Talking to your Child about Vaginal Care
While it may feel uncomfortable and unnecessary, talking about vaginal care with your daughter is incredibly important from an early age on. You don’t have to go into details right away but using and teaching your daughter the correct terminology of her body parts such as “vagina” and “vulva” and explaining a bit about how her body works is a great place to start.
In our culture women’s bodies are oversexualized, and girls and women are led to believe their body is for the approval of others. It’s important when discussing your daughter’s body with her to tell her that her vagina and body are her own and no one else’s. You can discuss what is inappropriate touching and what boundaries exist regarding her body.

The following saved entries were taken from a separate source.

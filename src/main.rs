// src/main.rs

use devloop::{cli, logging, run};

#[tokio::main]
async fn main() {
    if let Err(err) = run_main().await {
        eprintln!("devloop error: {err:?}");
        std::process::exit(1);
    }
}

async fn run_main() -> anyhow::Result<()> {
    let args = cli::parse();
    logging::init_logging(args.log_level);
    run(args).await
}
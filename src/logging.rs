// src/logging.rs

//! Logging setup.
//!
//! Level resolution order: the `--log-level` flag, then the `DEVLOOP_LOG`
//! environment variable, then `info`.

use tracing::Level;
use tracing_subscriber::fmt;

use crate::cli::LogLevel;

/// Install the global tracing subscriber. Call once, at startup.
pub fn init_logging(cli_level: Option<LogLevel>) {
    let level = cli_level
        .map(LogLevel::as_tracing)
        .unwrap_or_else(env_level);

    fmt().with_max_level(level).with_target(true).init();
}

fn env_level() -> Level {
    let Ok(raw) = std::env::var("DEVLOOP_LOG") else {
        return Level::INFO;
    };
    match raw.trim().to_ascii_lowercase().as_str() {
        "error" => Level::ERROR,
        "warn" | "warning" => Level::WARN,
        "debug" => Level::DEBUG,
        "trace" => Level::TRACE,
        _ => Level::INFO,
    }
}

When it comes to teaching personal hygiene, instruct your daughter to always wipe her vagina from the front to the back to avoid infection. Provide her with a gentle cleanser, like our feminine wash, to clean her vagina and instill that she should always use her hands, not a wash cloth that can harbor bacteria. Outside of mainstream advertising, vaginas don’t smell like flowers and there’s nothing wrong with a normal odor or discharge. Let her know her vagina isn’t ‘dirty’ but if it ever becomes itchy or burns, that may be a medical issue and to speak up to let you know.
There’s no reason your daughter shouldn’t be aware of menstruation, even before she enters puberty. It’s a natural part of womanhood and isn’t something to fear. Learn how to talk to your daughter about her period so that you can share basic information with her about menstrual products; this way your daughter will feel confident as she grows up and can expect these normal changes to her body.
Taking the time to discuss your daughter’s amazing body with her through various stages of her life can ensure that she will maintain good self-esteem as she grows up and owns the power that she and her vagina have! Knowing how to talk to your daughter about her body makes a huge difference in bonding and health.